**PROBLEM**
Set down exactly the lines of the listing below, please, beginning with the first and ending with the line that holds "use crate::tasks;".
______
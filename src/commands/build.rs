//! Command: run the full build pipeline.

use std::sync::Arc;

use anyhow::Result;

use super::{CommandSetup, decision_handler, make_context, run_tasks_to_completion};
use crate::cli::{BuildOpts, GlobalOpts};
use crate::logging::{Log, Logger};
use crate::safety;
use crate::tasks;

/// Run the build command.
///
/// # Errors
///
/// Returns an error when the layout is unsafe or any pipeline task fails.
pub fn run(global: &GlobalOpts, opts: &BuildOpts, log: &Arc<Logger>) -> Result<()> {
    let setup = CommandSetup::init(global, log)?;
    let config = setup.config;
    safety::ensure_safe_layout(&config)?;

    let decisions = decision_handler(global.dry_run, opts.on_link_failure, opts.on_save_conflict);
    let ctx = make_context(
        config,
        Arc::clone(log) as Arc<dyn Log>,
        decisions,
        global.dry_run,
    );

    let pipeline = tasks::all_build_tasks(tasks::BuildOpts {
        clone: opts.clone.map(Into::into),
        reclaim: opts.reclaim,
        sync_saves: opts.sync_saves,
    });
    let selected = tasks::filter_tasks(pipeline, &opts.skip, &opts.only);
    run_tasks_to_completion(&selected, &ctx, log)
}
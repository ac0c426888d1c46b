//! Command: synchronize save files between profile and target.

use std::sync::Arc;

use anyhow::Result;

use super::{CommandSetup, decision_handler};
use crate::cli::{GlobalOpts, SyncOpts};
use crate::logging::Logger;
use crate::quarantine;
use crate::safety;
use crate::sync;

/// Run the sync command.
///
/// # Errors
///
/// Returns an error when the layout is unsafe or the sync aborts on a
/// conflict decision.
pub fn run(global: &GlobalOpts, opts: &SyncOpts, log: &Arc<Logger>) -> Result<()> {
    let setup = CommandSetup::init(global, log)?;
    let config = setup.config;
    safety::ensure_safe_layout(&config)?;

    let direction: sync::SyncDirection = opts.direction.into();
    let decisions = decision_handler(global.dry_run, None, opts.on_save_conflict);
    let timestamp = quarantine::run_timestamp(chrono::Local::now());

    log.stage(&format!("Syncing saves ({})", direction.label()));
    let outcome = sync::sync_saves(
        &config,
        direction,
        &timestamp,
        decisions.as_ref(),
        global.dry_run,
        log.as_ref(),
    )?;
    log.info(&format!(
        "{} saves copied, {} overwritten, {} quarantined",
        outcome.copied, outcome.overwritten, outcome.quarantined
    ));
    Ok(())
}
______
**EXERCISE OUTPUT**
filename src/commands/build.rs
//! Command: run the full build pipeline.

use std::sync::Arc;

use anyhow::Result;

use super::{CommandSetup, decision_handler, make_context, run_tasks_to_completion};
use crate::cli::{BuildOpts, GlobalOpts};
use crate::logging::{Log, Logger};
use crate::safety;
use crate::tasks;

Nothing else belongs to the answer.